Тело народа, построенное в марширующие колонны, является, однако, пустым, «простым сосудом, вбирающим в себя триумфальную волю вождя. Один человек — ничто перед горой дворца, но и все вместе они ничто. Каждый становится выражением этой обожествленной фигуры беспредельной силы» — вождя.
«Вождь», как «возможность и одновременно как требование коллективного единства», индивидуализирует власть, и посредством этого сведения власти к персональной сущности «магнетическое поле царствования» получает второе рождение в фашизме. Поэтому фашизм может быть назван формой «горячего представительства» в отличие от «представительства холодного». В одном — наэлектризованное напряжение, возникающее между вождем и толпой в театральной постановке, которую устраивает режим; в другом — дистанция между парламентом и отсутствующим суверенным народом. В одном — интенсивность представительства, сопряженная с ситуацией; в другом — временное расширение (dilation) процесса представительства. В одном прямое отражение масс в вожде (“la volonté populaire faite homme”, народная воля, ставшая человеком) и отождествление с ним; в другом абстрактное, непрямое копирование парламентом тела народа.

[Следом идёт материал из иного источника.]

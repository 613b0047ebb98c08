//! Interface control socket
//!
//! Thin wrapper around the `SIOC*IF*` ioctls on an `AF_INET` datagram socket,
//! the same sequence `ip link` falls back to. Every call blocks in the kernel,
//! so nothing in here may run on a data-plane worker.

use std::io;
use std::os::fd::{AsRawFd, FromRawFd, OwnedFd};

use nix::libc;

/// A control socket, closed on drop
pub struct ControlSocket {
    fd: OwnedFd,
}

impl ControlSocket {
    /// Open a new control socket
    pub fn open() -> io::Result<Self> {
        let sock = unsafe { libc::socket(libc::AF_INET, libc::SOCK_DGRAM | libc::SOCK_CLOEXEC, 0) };
        if sock < 0 {
            return Err(io::Error::last_os_error());
        }
        // SAFETY: sock is a freshly created descriptor we own
        let fd = unsafe { OwnedFd::from_raw_fd(sock) };
        Ok(Self { fd })
    }

    /// Read the interface flags (`SIOCGIFFLAGS`)
    pub fn flags(&self, name: &str) -> io::Result<libc::c_short> {
        let mut ifr = ifreq(name)?;
        self.ioctl(libc::SIOCGIFFLAGS as libc::Ioctl, &mut ifr)?;
        // SAFETY: SIOCGIFFLAGS fills the flags member
        Ok(unsafe { ifr.ifr_ifru.ifru_flags })
    }

    /// Write the interface flags (`SIOCSIFFLAGS`)
    pub fn set_flags(&self, name: &str, flags: libc::c_short) -> io::Result<()> {
        let mut ifr = ifreq(name)?;
        ifr.ifr_ifru.ifru_flags = flags;
        self.ioctl(libc::SIOCSIFFLAGS as libc::Ioctl, &mut ifr)
    }

    /// Set `IFF_UP`, keeping every other flag as it is
    pub fn set_up(&self, name: &str) -> io::Result<()> {
        let flags = self.flags(name)?;
        self.set_flags(name, flags | libc::IFF_UP as libc::c_short)
    }

    pub fn set_mtu(&self, name: &str, mtu: u16) -> io::Result<()> {
        let mut ifr = ifreq(name)?;
        ifr.ifr_ifru.ifru_mtu = libc::c_int::from(mtu);
        self.ioctl(libc::SIOCSIFMTU as libc::Ioctl, &mut ifr)
    }

    /// Read the Ethernet hardware address (`SIOCGIFHWADDR`)
    pub fn hwaddr(&self, name: &str) -> io::Result<[u8; 6]> {
        let mut ifr = ifreq(name)?;
        self.ioctl(libc::SIOCGIFHWADDR as libc::Ioctl, &mut ifr)?;
        // SAFETY: SIOCGIFHWADDR fills the hwaddr member
        let sa = unsafe { ifr.ifr_ifru.ifru_hwaddr };
        let mut mac = [0u8; 6];
        for (dst, src) in mac.iter_mut().zip(sa.sa_data.iter()) {
            *dst = *src as u8;
        }
        Ok(mac)
    }

    /// Set the Ethernet hardware address (`SIOCSIFHWADDR`)
    pub fn set_hwaddr(&self, name: &str, mac: [u8; 6]) -> io::Result<()> {
        let mut ifr = ifreq(name)?;
        // SAFETY: writing plain data into the zeroed union
        unsafe {
            ifr.ifr_ifru.ifru_hwaddr.sa_family = libc::ARPHRD_ETHER;
            for (dst, src) in ifr.ifr_ifru.ifru_hwaddr.sa_data.iter_mut().zip(mac) {
                *dst = src as libc::c_char;
            }
        }
        self.ioctl(libc::SIOCSIFHWADDR as libc::Ioctl, &mut ifr)
    }

    fn ioctl(&self, request: libc::Ioctl, ifr: &mut libc::ifreq) -> io::Result<()> {
        // SAFETY: ifr is a valid, initialized ifreq for the request
        let ret = unsafe { libc::ioctl(self.fd.as_raw_fd(), request, ifr as *mut libc::ifreq) };
        if ret < 0 {
            return Err(io::Error::last_os_error());
        }
        Ok(())
    }
}

/// Zeroed ifreq with `ifr_name` set
pub(crate) fn ifreq(name: &str) -> io::Result<libc::ifreq> {
    let bytes = name.as_bytes();
    if bytes.is_empty() || bytes.len() >= libc::IFNAMSIZ {
        return Err(io::Error::new(
            io::ErrorKind::InvalidInput,
            format!("invalid interface name '{name}' (max {} chars)", libc::IFNAMSIZ - 1),
        ));
    }

    // SAFETY: ifreq is plain old data, all-zero is a valid value
    let mut ifr: libc::ifreq = unsafe { std::mem::zeroed() };
    for (dst, &src) in ifr.ifr_name.iter_mut().zip(bytes) {
        *dst = src as libc::c_char;
    }
    Ok(ifr)
}
//! In-memory stand-ins for the host side of the bridge
//!
//! Used by unit and integration tests to drive the bridge without
//! CAP_NET_ADMIN:
//! - `MockKernel` / `MockIface`: registration subsystem and queue pair
//! - `MockPortInfo`: physical port MTU/MAC with failure injection
//! - `MockLinkControl`: link-up with an optional request handshake

pub mod mock;

pub use mock::{
    MockIface, MockKernel, MockLinkControl, MockPortInfo, MockQueues, registry_with_ports,
};
use std::fs;
use std::path::Path;

use nix::libc::IFNAMSIZ;
use serde::Deserialize;

use crate::error::{BridgeError, Result};

/// Default interface name prefix
pub const DEFAULT_PREFIX: &str = "vEth";

/// Default registration capacity
pub const DEFAULT_MAX_PORTS: usize = 32;

/// Default number of kernel packets drained per poll
pub const DEFAULT_BURST_SIZE: usize = 32;

/// Default number of extra service iterations after a combined bring-up
pub const DEFAULT_LINK_UP_SERVICE_ITERATIONS: usize = 1000;

/// Global bridge configuration
#[derive(Debug, Clone, Deserialize)]
#[serde(default)]
pub struct BridgeConfig {
    /// Whether kernel interfaces are created at all
    pub enabled: bool,
    /// Interface name prefix, the registry index is appended
    pub ifname_prefix: String,
    /// Registration capacity (maximum number of ports)
    pub max_ports: usize,
    /// Maximum packets drained from the kernel per poll
    pub burst_size: usize,
    /// Service iterations run after the link-up thread of `bring_up` finishes
    pub link_up_service_iterations: usize,
    /// Physical ports in registry order
    pub ports: Vec<PortConfig>,
}

/// One physical port under fast-path control
#[derive(Debug, Clone, Deserialize)]
pub struct PortConfig {
    /// Port identifier assigned by the fast path
    pub id: u16,
    /// Host netdev whose MTU and MAC describe the port
    pub netdev: String,
    /// Number of worker threads (one buffer pool each)
    #[serde(default = "default_workers")]
    pub workers: usize,
}

fn default_workers() -> usize {
    1
}

impl Default for BridgeConfig {
    fn default() -> Self {
        Self {
            enabled: true,
            ifname_prefix: DEFAULT_PREFIX.to_string(),
            max_ports: DEFAULT_MAX_PORTS,
            burst_size: DEFAULT_BURST_SIZE,
            link_up_service_iterations: DEFAULT_LINK_UP_SERVICE_ITERATIONS,
            ports: Vec::new(),
        }
    }
}

impl BridgeConfig {
    /// Load a JSON configuration file and validate it
    pub fn load(path: &Path) -> Result<Self> {
        let text = fs::read_to_string(path)
            .map_err(|e| BridgeError::Config(format!("{}: {e}", path.display())))?;
        let config: BridgeConfig = serde_json::from_str(&text)
            .map_err(|e| BridgeError::Config(format!("{}: {e}", path.display())))?;
        config.validate()?;
        Ok(config)
    }

    /// Check that every derived interface name fits IFNAMSIZ and the
    /// limits are usable
    pub fn validate(&self) -> Result<()> {
        if self.ifname_prefix.is_empty() {
            return Err(BridgeError::Config("empty interface name prefix".into()));
        }
        if self.max_ports == 0 {
            return Err(BridgeError::Config("max_ports must be > 0".into()));
        }
        if self.burst_size == 0 {
            return Err(BridgeError::Config("burst_size must be > 0".into()));
        }
        if self.ports.len() > self.max_ports {
            return Err(BridgeError::Config(format!(
                "{} ports configured, capacity is {}",
                self.ports.len(),
                self.max_ports
            )));
        }

        let longest = self.ifname(self.max_ports - 1);
        if longest.len() >= IFNAMSIZ {
            return Err(BridgeError::Config(format!(
                "interface name '{longest}' too long (max {} chars)",
                IFNAMSIZ - 1
            )));
        }

        for (i, port) in self.ports.iter().enumerate() {
            if port.workers == 0 {
                return Err(BridgeError::Config(format!(
                    "port {} (index {i}) has no workers",
                    port.id
                )));
            }
            if self.ports[..i].iter().any(|p| p.id == port.id) {
                return Err(BridgeError::Config(format!("duplicate port id {}", port.id)));
            }
        }

        Ok(())
    }

    /// Interface name for the port at registry position `index`
    pub fn ifname(&self, index: usize) -> String {
        format!("{}{}", self.ifname_prefix, index)
    }
}

#[cfg(test)]
mod tests {
    use super::*;
    use std::io::Write;

    #[test]
    fn test_defaults() {
        let config = BridgeConfig::default();
        assert!(config.enabled);
        assert_eq!(config.ifname_prefix, "vEth");
        assert_eq!(config.max_ports, 32);
        assert_eq!(config.burst_size, 32);
        assert!(config.validate().is_ok());
    }

    #[test]
    fn test_ifname_uses_index() {
        let config = BridgeConfig {
            ifname_prefix: "kni".to_string(),
            ..Default::default()
        };
        assert_eq!(config.ifname(0), "kni0");
        assert_eq!(config.ifname(12), "kni12");
    }

    #[test]
    fn test_prefix_too_long() {
        let config = BridgeConfig {
            ifname_prefix: "averyverylongpf".to_string(),
            ..Default::default()
        };
        assert!(matches!(config.validate(), Err(BridgeError::Config(_))));

        // 13 chars + "31" = 15 fits
        let config = BridgeConfig {
            ifname_prefix: "averyverylong".to_string(),
            ..Default::default()
        };
        assert!(config.validate().is_ok());
    }

    #[test]
    fn test_invalid_limits() {
        let config = BridgeConfig {
            burst_size: 0,
            ..Default::default()
        };
        assert!(config.validate().is_err());

        let config = BridgeConfig {
            max_ports: 1,
            ports: vec![
                PortConfig {
                    id: 0,
                    netdev: "eth0".into(),
                    workers: 1,
                },
                PortConfig {
                    id: 1,
                    netdev: "eth1".into(),
                    workers: 1,
                },
            ],
            ..Default::default()
        };
        assert!(config.validate().is_err());
    }

    #[test]
    fn test_duplicate_port_id() {
        let port = PortConfig {
            id: 7,
            netdev: "eth0".into(),
            workers: 1,
        };
        let config = BridgeConfig {
            ports: vec![port.clone(), port],
            ..Default::default()
        };
        assert!(config.validate().is_err());
    }

    #[test]
    fn test_load_json() {
        let mut file = tempfile::NamedTempFile::new().unwrap();
        write!(
            file,
            r#"{{
                "ifname_prefix": "kni",
                "burst_size": 64,
                "ports": [
                    {{ "id": 5, "netdev": "eth1" }},
                    {{ "id": 2, "netdev": "eth2", "workers": 4 }}
                ]
            }}"#
        )
        .unwrap();

        let config = BridgeConfig::load(file.path()).unwrap();
        assert!(config.enabled);
        assert_eq!(config.ifname_prefix, "kni");
        assert_eq!(config.burst_size, 64);
        assert_eq!(config.max_ports, DEFAULT_MAX_PORTS);
        assert_eq!(config.ports.len(), 2);
        assert_eq!(config.ports[0].workers, 1);
        assert_eq!(config.ports[1].workers, 4);
    }

    #[test]
    fn test_load_rejects_garbage() {
        let mut file = tempfile::NamedTempFile::new().unwrap();
        write!(file, "not json").unwrap();
        assert!(matches!(
            BridgeConfig::load(file.path()),
            Err(BridgeError::Config(_))
        ));
    }
}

Роберт Михельс рассказывал об импровизированной речи, которую Муссолини произнес перед своими сторонниками после покушения на его жизнь: «Спустя всего несколько часов после покушения, все еще с забинтованной головой, Муссолини обратился с балкона Палаццо Чиги к многотысячной толпе и указал на опасности, грозящие Италии и исходящие от политики ее врагов. Человек из народа прервал его и, сорвав аплодисменты, произнес: No, sei tu l’Italia! Нет, это ты Италия!».
Поэтому нет ничего удивительного, что в XIX и XX веках совершались попытки возродить монархические теории представительства (Rex est populus). На этот раз утверждалось, что вождь — «не человек, но народ».
Но, возможно, горячие и холодные модусы представительства не просто конкуренты или дубликаты друга друга. Согласно Канетти, в массе, когда давление индивидуализации спадает, люди стряхивают с себя бремя разъединяющей их дистанции.
«Именно это происходит в массе. При разрядке все разделяющее отбрасывается, и все чувствуют себя равными. В тесноте, где ничто не разделяет, где тело прижато к телу, каждый близок другому как самому себе. Это миг облегчения. Ради этого мига счастья, когда каждый не больше и не лучше, чем другой, люди соединяются в массу».
Лефор дает аналогичную интерпретацию стремления к «горячему представительству», хотя и на уровне коллектива и с бо́льшим акцентом на политическом, а не общественном. Когда общественный конфликт «не находит более символического разрешения в политической сфере, когда власть проявляет себя находящейся в обществе, когда последнее оказывается как бы раздробленным, тогда развивается фантазм единого народа, поиск субстанциальной идентичности, спаянного с головой социального тела, воплощенной власти, государства, свободного от разделения».
Поэтому то, что получает политическую разрядку, когда непосредственность собравшейся массы противостоит фиктивному представительству народа посредством парламента, включает в себя, по-видимому, бремя дистанции, накопленное в модусе холодного представительства.